**Excerpted data:**
╭──
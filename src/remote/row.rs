//! Name-keyed result rows with typed accessors.

use crate::error::{CacheError, CacheResult};
use chrono::{NaiveDate, NaiveDateTime};

/// A single decoded field value.
#[derive(Debug, Clone, PartialEq)]
pub enum RemoteValue {
    Null,
    Int(i64),
    Double(f64),
    Text(String),
    Timestamp(NaiveDateTime),
}

/// Formats accepted when a timestamp arrives as text.
const TIMESTAMP_FORMATS: &[&str] = &[
    "%Y-%m-%d %H:%M:%S%.f",
    "%Y-%m-%dT%H:%M:%S%.f",
    "%Y-%m-%d %H:%M",
];

/// Parse a textual timestamp. Bare dates resolve to midnight.
pub fn parse_timestamp(text: &str) -> Option<NaiveDateTime> {
    let text = text.trim();
    let text = text.strip_suffix('Z').unwrap_or(text);
    TIMESTAMP_FORMATS
        .iter()
        .find_map(|fmt| NaiveDateTime::parse_from_str(text, fmt).ok())
        .or_else(|| {
            NaiveDate::parse_from_str(text, "%Y-%m-%d")
                .ok()
                .and_then(|d| d.and_hms_opt(0, 0, 0))
        })
}

/// A result row. Field lookup ignores case, since dictionaries differ in how they
/// fold unquoted identifiers.
#[derive(Debug, Clone, Default, PartialEq)]
pub struct RemoteRow {
    fields: Vec<(String, RemoteValue)>,
}

impl RemoteRow {
    pub fn with_capacity(capacity: usize) -> Self {
        Self {
            fields: Vec::with_capacity(capacity),
        }
    }

    pub fn push(&mut self, name: impl Into<String>, value: RemoteValue) {
        self.fields.push((name.into(), value));
    }

    /// Builder-style push, handy for fixtures.
    pub fn with(mut self, name: impl Into<String>, value: RemoteValue) -> Self {
        self.push(name, value);
        self
    }

    pub fn len(&self) -> usize {
        self.fields.len()
    }

    pub fn is_empty(&self) -> bool {
        self.fields.is_empty()
    }

    pub fn get(&self, name: &str) -> Option<&RemoteValue> {
        self.fields
            .iter()
            .find(|(n, _)| n.eq_ignore_ascii_case(name))
            .map(|(_, v)| v)
    }

    pub fn is_null(&self, name: &str) -> bool {
        matches!(self.get(name), None | Some(RemoteValue::Null))
    }

    pub fn str(&self, name: &str) -> Option<&str> {
        match self.get(name)? {
            RemoteValue::Text(s) => Some(s.as_str()),
            _ => None,
        }
    }

    /// Text value, with numbers and timestamps rendered as text.
    pub fn string(&self, name: &str) -> Option<String> {
        match self.get(name)? {
            RemoteValue::Null => None,
            RemoteValue::Text(s) => Some(s.clone()),
            RemoteValue::Int(v) => Some(v.to_string()),
            RemoteValue::Double(v) => Some(v.to_string()),
            RemoteValue::Timestamp(v) => Some(v.to_string()),
        }
    }

    pub fn int(&self, name: &str) -> Option<i64> {
        match self.get(name)? {
            RemoteValue::Int(v) => Some(*v),
            RemoteValue::Double(v) if v.is_finite() => Some(v.round() as i64),
            RemoteValue::Text(s) => {
                let s = s.trim();
                s.parse::<i64>()
                    .ok()
                    .or_else(|| s.parse::<f64>().ok().map(|v| v.round() as i64))
            }
            _ => None,
        }
    }

    pub fn double(&self, name: &str) -> Option<f64> {
        match self.get(name)? {
            RemoteValue::Double(v) => Some(*v),
            RemoteValue::Int(v) => Some(*v as f64),
            RemoteValue::Text(s) => s.trim().parse().ok(),
            _ => None,
        }
    }

    pub fn date(&self, name: &str) -> Option<NaiveDateTime> {
        match self.get(name)? {
            RemoteValue::Timestamp(v) => Some(*v),
            RemoteValue::Text(s) => parse_timestamp(s),
            _ => None,
        }
    }

    /// Dictionary yes/no flag: `Y`, `YES`, `TRUE` or a non-zero number.
    pub fn flag(&self, name: &str) -> bool {
        match self.get(name) {
            Some(RemoteValue::Text(s)) => matches!(
                s.trim().to_ascii_uppercase().as_str(),
                "Y" | "YES" | "TRUE"
            ),
            Some(RemoteValue::Int(v)) => *v != 0,
            _ => false,
        }
    }

    /// Text value that must be present.
    pub fn required_str(&self, name: &str) -> CacheResult<&str> {
        self.str(name).ok_or_else(|| {
            CacheError::remote_query(format!("Missing or non-text column: {name}"), None)
        })
    }
}
//! Refresh coordinator.
//!
//! Drives one alias through `Idle -> Connecting -> Connected -> Syncing -> Disconnecting
//! -> Idle`, or into `Failed` when the remote cannot be reached or listed. The
//! watermark only moves after a cycle that finished without connection loss, user
//! stop or unsaved batches, and it moves to the cycle's start rather than its end.

use crate::config::SyncOptions;
use crate::error::{CacheError, CacheResult};
use crate::models::{CacheCounts, CacheDatabase, ObjectKind};
use crate::remote::{CatalogSession, CatalogSource, QueryShape, queries};
use crate::store::{CacheStore, PurgeReport};
use crate::sync::{
    BatchHandler, CatalogLister, DetailFetcher, KindQueue, KindWorker, ListingReport, SyncState,
    WorkerConfig, WorkerReport,
};
use chrono::{DateTime, NaiveDateTime, SubsecRound, Utc};
use clap::ValueEnum;
use serde::{Deserialize, Serialize};
use std::collections::HashMap;
use std::sync::atomic::{AtomicBool, Ordering};
use std::sync::{Arc, Mutex, RwLock};
use tokio::task::JoinSet;
use tokio_util::sync::CancellationToken;
use tracing::{Instrument, error, info, info_span, warn};

#[derive(
    Debug, Clone, Copy, Default, PartialEq, Eq, Serialize, Deserialize, ValueEnum,
)]
#[serde(rename_all = "lowercase")]
pub enum RefreshMode {
    /// Only objects changed since the stored watermark.
    #[default]
    Incremental,
    /// Every object, ignoring the watermark.
    Full,
    /// Purge and compact the cache, then refresh everything.
    Vacuum,
}

impl std::fmt::Display for RefreshMode {
    fn fmt(&self, f: &mut std::fmt::Formatter<'_>) -> std::fmt::Result {
        f.write_str(match self {
            Self::Incremental => "incremental",
            Self::Full => "full",
            Self::Vacuum => "vacuum",
        })
    }
}

#[derive(Debug, Clone, Copy, Default, PartialEq, Eq, Serialize, Deserialize)]
#[serde(rename_all = "lowercase")]
pub enum RefreshPhase {
    #[default]
    Idle,
    Connecting,
    Connected,
    Syncing,
    Disconnecting,
    Failed,
}

impl std::fmt::Display for RefreshPhase {
    fn fmt(&self, f: &mut std::fmt::Formatter<'_>) -> std::fmt::Result {
        f.write_str(match self {
            Self::Idle => "idle",
            Self::Connecting => "connecting",
            Self::Connected => "connected",
            Self::Syncing => "syncing",
            Self::Disconnecting => "disconnecting",
            Self::Failed => "failed",
        })
    }
}
//! Parameterized statements sent to the remote catalog.
//!
//! Values are never spliced into SQL text. `StatementBuilder` emits one bind
//! placeholder per bound value in the placeholder style of the target session.

use chrono::NaiveDateTime;
use serde::{Deserialize, Serialize};

/// A positional parameter value.
#[derive(Debug, Clone, PartialEq, Serialize, Deserialize)]
#[serde(untagged)]
pub enum QueryParam {
    Null,
    Bool(bool),
    /// Stored as i64 for maximum range
    Int(i64),
    Float(f64),
    String(String),
    Timestamp(NaiveDateTime),
}

impl From<&str> for QueryParam {
    fn from(v: &str) -> Self {
        Self::String(v.to_string())
    }
}

impl From<String> for QueryParam {
    fn from(v: String) -> Self {
        Self::String(v)
    }
}

impl From<i64> for QueryParam {
    fn from(v: i64) -> Self {
        Self::Int(v)
    }
}

impl From<NaiveDateTime> for QueryParam {
    fn from(v: NaiveDateTime) -> Self {
        Self::Timestamp(v)
    }
}

/// Names each query the engine issues. Selects the prefetch hint and tags errors.
#[derive(Debug, Clone, Copy, PartialEq, Eq, Hash, Serialize, Deserialize)]
#[serde(rename_all = "snake_case")]
pub enum QueryShape {
    Identity,
    ListObjects,
    TableDetail,
    ViewDetail,
    ColumnDetail,
    IndexDetail,
    IndexColumnDetail,
    SourceText,
}

impl QueryShape {
    pub fn as_str(&self) -> &'static str {
        match self {
            Self::Identity => "identity",
            Self::ListObjects => "list_objects",
            Self::TableDetail => "table_detail",
            Self::ViewDetail => "view_detail",
            Self::ColumnDetail => "column_detail",
            Self::IndexDetail => "index_detail",
            Self::IndexColumnDetail => "index_column_detail",
            Self::SourceText => "source_text",
        }
    }
}

impl std::fmt::Display for QueryShape {
    fn fmt(&self, f: &mut std::fmt::Formatter<'_>) -> std::fmt::Result {
        f.write_str(self.as_str())
    }
}

/// Bind placeholder syntax of a remote session.
#[derive(Debug, Clone, Copy, PartialEq, Eq, Default)]
pub enum PlaceholderStyle {
    /// `?` (MySQL, SQLite)
    #[default]
    Question,
    /// `$1`, `$2`, ... (PostgreSQL)
    Dollar,
    /// `:1`, `:2`, ... (Oracle)
    Colon,
}

impl PlaceholderStyle {
    /// Placeholder for the 1-based parameter position `n`.
    pub fn placeholder(&self, n: usize) -> String {
        match self {
            Self::Question => "?".to_string(),
            Self::Dollar => format!("${n}"),
            Self::Colon => format!(":{n}"),
        }
    }
}

/// A statement ready to execute.
#[derive(Debug, Clone, PartialEq)]
pub struct Statement {
    pub shape: QueryShape,
    pub sql: String,
    pub params: Vec<QueryParam>,
    /// Requested rows per round trip. `None` means no preference.
    ///
    /// Advisory only: the sqlx drivers stream rows with their own buffering, so
    /// `SqlxCatalogSource` records the hint in its query log and fetches the same
    /// way regardless.
    pub prefetch: Option<u32>,
}

impl Statement {
    pub fn with_prefetch(mut self, prefetch: Option<u32>) -> Self {
        self.prefetch = prefetch;
        self
    }
}

/// Incremental SQL builder that tracks bind positions.
#[derive(Debug)]
pub struct StatementBuilder {
    shape: QueryShape,
    style: PlaceholderStyle,
    sql: String,
    params: Vec<QueryParam>,
}

impl StatementBuilder {
    pub fn new(shape: QueryShape, style: PlaceholderStyle) -> Self {
        Self {
            shape,
            style,
            sql: String::new(),
            params: Vec::new(),
        }
    }

    /// Append raw SQL text.
    pub fn push(&mut self, sql: &str) -> &mut Self {
        self.sql.push_str(sql);
        self
    }

    /// Bind a value and append its placeholder.
    pub fn bind(&mut self, param: impl Into<QueryParam>) -> &mut Self {
        self.params.push(param.into());
        let placeholder = self.style.placeholder(self.params.len());
        self.sql.push_str(&placeholder);
        self
    }

    /// Bind every value and append `(p1, p2, ...)`.
    ///
    /// An empty list renders `(NULL)`, which matches nothing in an `IN` predicate.
    pub fn bind_list<I, P>(&mut self, values: I) -> &mut Self
    where
        I: IntoIterator<Item = P>,
        P: Into<QueryParam>,
    {
        self.sql.push('(');
        let mut first = true;
        for value in values {
            if !first {
                self.sql.push_str(", ");
            }
            first = false;
            self.bind(value);
        }
        if first {
            self.sql.push_str("NULL");
        }
        self.sql.push(')');
        self
    }

    pub fn build(self) -> Statement {
        Statement {
            shape: self.shape,
            sql: self.sql,
            params: self.params,
            prefetch: None,
        }
    }
}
╰──
**Action item:**
Your answer should be every line above that contains the word "since".

**Answer to this exercise:**
/// A result row. Field lookup ignores case, since dictionaries differ in how they
    /// Only objects changed since the stored watermark.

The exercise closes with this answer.